Es tiempo de elecciones presidenciales en los Estados Unidos y por estos días medio mundo está pendiente de los vaivenes para elegir los candidatos de los dos partidos que tradicionalmente han alternado en el gobierno de la primera potencia capitalista.
Por demás, es también la hora en que vuelven los mensajes de santificación del modelo democrático estadounidense, tan “perfecto y justo” según sus defensores, que no pocas veces en la historia se ha impuesto a pretendidos “díscolos e incapaces” ajenos incluso bajo el filo de las bayonetas y el tronar de las bombas.

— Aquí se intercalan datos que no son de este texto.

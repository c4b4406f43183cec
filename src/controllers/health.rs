use axum::{extract::State, http::StatusCode, response::IntoResponse, Json};
use serde_json::json;
use std::sync::Arc;

use crate::domain::error_log::ErrorLogService;

pub async fn health() -> impl IntoResponse {
    (StatusCode::OK, "OK")
}

pub async fn health_ready(State(service): State<Arc<ErrorLogService>>) -> impl IntoResponse {
    if service.is_ready().await {
        (
            StatusCode::OK,
            Json(json!({
                "status": "ready",
                "database": "connected",
                "store": service.backend()
            })),
        )
    } else {
        (
            StatusCode::SERVICE_UNAVAILABLE,
            Json(json!({
                "status": "not_ready",
                "database": "disconnected",
                "store": service.backend()
            })),
        )
    }
}
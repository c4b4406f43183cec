use chrono::{DateTime, Utc};
use serde::{Deserialize, Serialize};
use serde_json::{Map, Value};
use sqlx::FromRow;
use uuid::Uuid;

use crate::error::ErrorRecord;

/// Where a handled error came from
#[derive(Debug, Clone, Default, PartialEq)]
pub struct RequestContext {
    pub url: String,
    pub method: String,
    pub ip: Option<String>,
    pub user_agent: Option<String>,
    pub request_id: Option<String>,
}

/// Persisted error occurrence
#[derive(Debug, Clone, Serialize, Deserialize, FromRow)]
#[serde(rename_all = "camelCase")]
pub struct ErrorLog {
    pub id: Uuid,
    pub error_code: String,
    pub message: String,
    pub stack_trace: String,
    pub severity: String,
    pub metadata: Value,
    pub timestamp: DateTime<Utc>,
    pub url: String,
    pub method: String,
    pub ip: Option<String>,
    pub user_agent: Option<String>,
}

impl ErrorLog {
    pub fn from_record(record: &ErrorRecord, context: &RequestContext, now: DateTime<Utc>) -> Self {
        let mut metadata = record.metadata.clone().unwrap_or_else(Map::new);
        if let Some(request_id) = &context.request_id {
            metadata.insert("requestId".to_string(), Value::from(request_id.as_str()));
        }

        Self {
            id: Uuid::new_v4(),
            error_code: record.code.to_string(),
            message: record.message.clone(),
            stack_trace: record.trace.clone(),
            severity: record.severity.to_string(),
            metadata: Value::Object(metadata),
            timestamp: now,
            url: context.url.clone(),
            method: context.method.clone(),
            ip: context.ip.clone(),
            user_agent: context.user_agent.clone(),
        }
    }
}

/// Read-side paging window
#[derive(Debug, Clone, Copy, PartialEq, Eq)]
pub struct PaginationOptions {
    pub limit: i64,
    pub offset: i64,
}

impl PaginationOptions {
    pub fn from_page(page: u32, limit: u32) -> Self {
        let limit = i64::from(limit);
        Self {
            limit,
            offset: i64::from(page.saturating_sub(1)) * limit,
        }
    }
}

#[derive(Debug, Clone)]
pub struct PaginatedLogs {
    pub rows: Vec<ErrorLog>,
    pub count: i64,
}
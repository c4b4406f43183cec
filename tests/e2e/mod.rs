// End-to-end tests for the Student Admin backend
//
// Each test spawns the real router on an ephemeral port, backed by the
// in-memory error log store, and a fake upstream catalog API also served by
// axum. Tests own their app and catalog so they run in parallel.
//
// The Postgres repository test needs Docker and is ignored by default:
//   cargo test --test e2e_tests -- --ignored

mod helpers;
mod test_dashboard;
mod test_error_handling;
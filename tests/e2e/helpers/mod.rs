use anyhow::Result;
use std::net::SocketAddr;
use std::sync::Arc;
use test_context::AsyncTestContext;
use tokio::net::TcpListener;

use student_admin_backend::controllers::{
    dashboard::DashboardController, error_log::ErrorLogController,
};
use student_admin_backend::domain::dashboard::DashboardService;
use student_admin_backend::domain::error_log::{ErrorLog, ErrorLogService};
use student_admin_backend::infrastructure::catalog::HttpCatalogClient;
use student_admin_backend::infrastructure::config::{Config, DatabaseSettings, Environment};
use student_admin_backend::infrastructure::http::{create_router, AppState};
use student_admin_backend::infrastructure::repositories::InMemoryErrorLogRepository;

pub mod api_client;
pub mod assertions;

use api_client::TestClient;
use fake_catalog::FakeCatalog;

pub struct TestContext {
    pub client: TestClient,
    pub catalog: FakeCatalog,
    pub store: Arc<InMemoryErrorLogRepository>,
    #[allow(dead_code)]
    pub config: Config,
}

impl TestContext {
    /// Spawn the app for a given environment against a fresh fake catalog
    pub async fn start(environment: Environment) -> Result<Self> {
        let catalog = FakeCatalog::start().await?;
        Self::start_with_catalog(environment, catalog).await
    }

    pub async fn start_with_catalog(
        environment: Environment,
        catalog: FakeCatalog,
    ) -> Result<Self> {
        let environment_name = match environment {
            Environment::Development => "development",
            Environment::Production => "production",
            Environment::Test => "test",
        };
        let catalog_url = catalog.base_url();

        let mut config = Config::from_lookup(|key| match key {
            "NODE_ENV" => Some(environment_name.to_string()),
            "HOST" => Some("127.0.0.1".to_string()),
            "PORT" => Some("0".to_string()),
            "CATALOG_API_URL" => Some(catalog_url.clone()),
            "CATALOG_TIMEOUT_SECS" => Some("2".to_string()),
            _ => None,
        })
        .map_err(|e| anyhow::anyhow!("invalid test config: {}", e))?;
        // Postgres is never reached from these tests
        config.database = DatabaseSettings::InMemory;

        let store = Arc::new(InMemoryErrorLogRepository::new());
        let error_log_service = Arc::new(ErrorLogService::new(store.clone()));
        let catalog_client = Arc::new(HttpCatalogClient::new(
            config.catalog_api_url.clone(),
            std::time::Duration::from_secs(config.catalog_timeout_secs),
        )?);
        let dashboard_service = Arc::new(DashboardService::new(catalog_client));

        let state = AppState {
            error_log_service: error_log_service.clone(),
            dashboard_controller: Arc::new(DashboardController::new(dashboard_service)),
            error_log_controller: Arc::new(ErrorLogController::new(error_log_service)),
        };
        let app = create_router(&config, state);

        let listener = TcpListener::bind("127.0.0.1:0").await?;
        let addr = listener.local_addr()?;
        tokio::spawn(async move {
            axum::serve(
                listener,
                app.into_make_service_with_connect_info::<SocketAddr>(),
            )
            .await
            .unwrap();
        });

        Ok(Self {
            client: TestClient::new(&format!("http://{}", addr)),
            catalog,
            store,
            config,
        })
    }
}

impl TestContext {
    /// Error logs are written in the background; wait until `expected` are stored
    pub async fn logged(&self, expected: usize) -> Vec<ErrorLog> {
        for _ in 0..100 {
            if self.store.len() >= expected {
                break;
            }
            tokio::time::sleep(std::time::Duration::from_millis(10)).await;
        }
        self.store.entries()
    }
}

impl AsyncTestContext for TestContext {
    fn setup() -> impl std::future::Future<Output = Self> + Send {
        async {
            TestContext::start(Environment::Development)
                .await
                .expect("Failed to start test app")
        }
    }

    fn teardown(self) -> impl std::future::Future<Output = ()> + Send {
        async {
            // Servers stop with the test runtime
        }
    }
}
pub mod catalog;
pub mod config;
pub mod db;
pub mod http;
pub mod middleware;
pub mod repositories;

Sin embargo, la realidad concreta es que en cuanto al tema democracia y participación ciudadana todavía nadie en este convulso universo puede decir la última palabra, y mucho menos una nación que no ha dejado atrás sus esenciales “defectos de fabricación”.
De hecho, los padres fundadores de los Estados Unidos, cuando proclamaron que el hombre tiene por designio divino la prerrogativa de ser libre y de ejercer esa independencia, consideraron solo como “hombres” a los blancos pudientes gestores de la revolución de las Trece Colonias, y dejaron atrás a los indígenas en cuyas tierras se asentaron no pocas veces mediante netas prácticas de exterminio, y a los cientos de miles de esclavos negros desgarrados de sus territorios naturales en Africa.
Tampoco el genérico “hombre” incluyó a los seres humanos femeninos, a pesar de su piel clara. La mujer norteamericana blanca tuvo que esperar hasta 1920 para, después de no pocas luchas y demandas, acceder finalmente a las urnas.
En el caso de la población negra, el derecho pleno a sufragar solo fue reconocido legalmente a la altura de 1965, hace exactamente 51 años, también como producto de las masivas, apaleadas y finalmente decisorias movilizaciones a favor de los derechos civiles.
Todavía en nuestros días, un estudio sobre el papel de los tribunales norteamericanos en la garantía del voto ciudadano reconoce que aún en no pocos estados de la Unión se dificulta el voto de los descendientes de africanos, de los iletrados, de los discapacitados, de personas sin recursos económicos, de los indígenas y de aquellos que no dominan adecuadamente el inglés, como es el caso de los hispanos.
Se citan así casos de no entrega de boletas, movimiento de listas de votantes para dificultar su asistencia a las urnas, solicitud exagerada de documentos de identificación, imposibilidad de ayuda a los incapacitados o a aquellos que tienen limitaciones con el idioma, e incluso el pago de un denominado “impuesto electoral”.
Otras incongruencias saltan a la vista. Los ciudadanos de Puerto Rico, que por ley se estiman también norteamericanos a consecuencia del statu colonial impuesto a esa Isla caribeña desde finales del siglo diecinueve, solo pueden ejercer el voto si están radicados en el espacio continental de los Estados Unidos.
Los residentes de la isla de Guam, en el Pacífico, también norteamericanos, y los de Islas Vírgenes, en el Caribe, en igual situación legal, tampoco tienen derecho a sufragar.
Guam pasó a control de los Estados Unidos en 1898 luego de la titulada Guerra Hispano-Cubana-Americana, y las Islas Vírgenes fueron compradas a Dinamarca en 1917.
Por añadidura, y bajo el peso de infinidad de factores, entre ellos el desencanto frente a la cansina maquinaria política tradicional, el abstencionismo en los Estados Unidos resulta un mal casi endémico.
Datos proporcionados por el Instituto Internacional para la Democracia y la Asistencia Electoral, con oficina regional en Costa Rica, indican que en las elecciones para el Congreso norteamericano realizadas entre los años 1948 y 2014, el mayor número de asistentes a las urnas fue de 63 por ciento de los ciudadanos con derecho al voto en 1960, y el índice más bajo correspondió precisamente a los comicios de 2014, con 32 por ciento de participación.
En el caso de las presidenciales, entre 1948 y 2012, las de mayor asistencia fueron las de 1964, con casi 62 por ciento de concurrencia, mientras que en once convocatorias la presencia en los colegios apenas superó el 50 por ciento de los inscritos.
En consecuencia, y tomando en cuenta que en este último caso el total de boletas debe dividirse entre dos contrincantes, no es un desliz concluir que desde hace 64 años, un presidente norteamericano resulta electo con la anuencia de más menos treinta por ciento de los votantes, en un país que ya suma unos 314 millones de habitantes.
¿Conclusiones? Siga el recurrente pedido semanal del espacio televisivo Pasaje a lo Desconocido.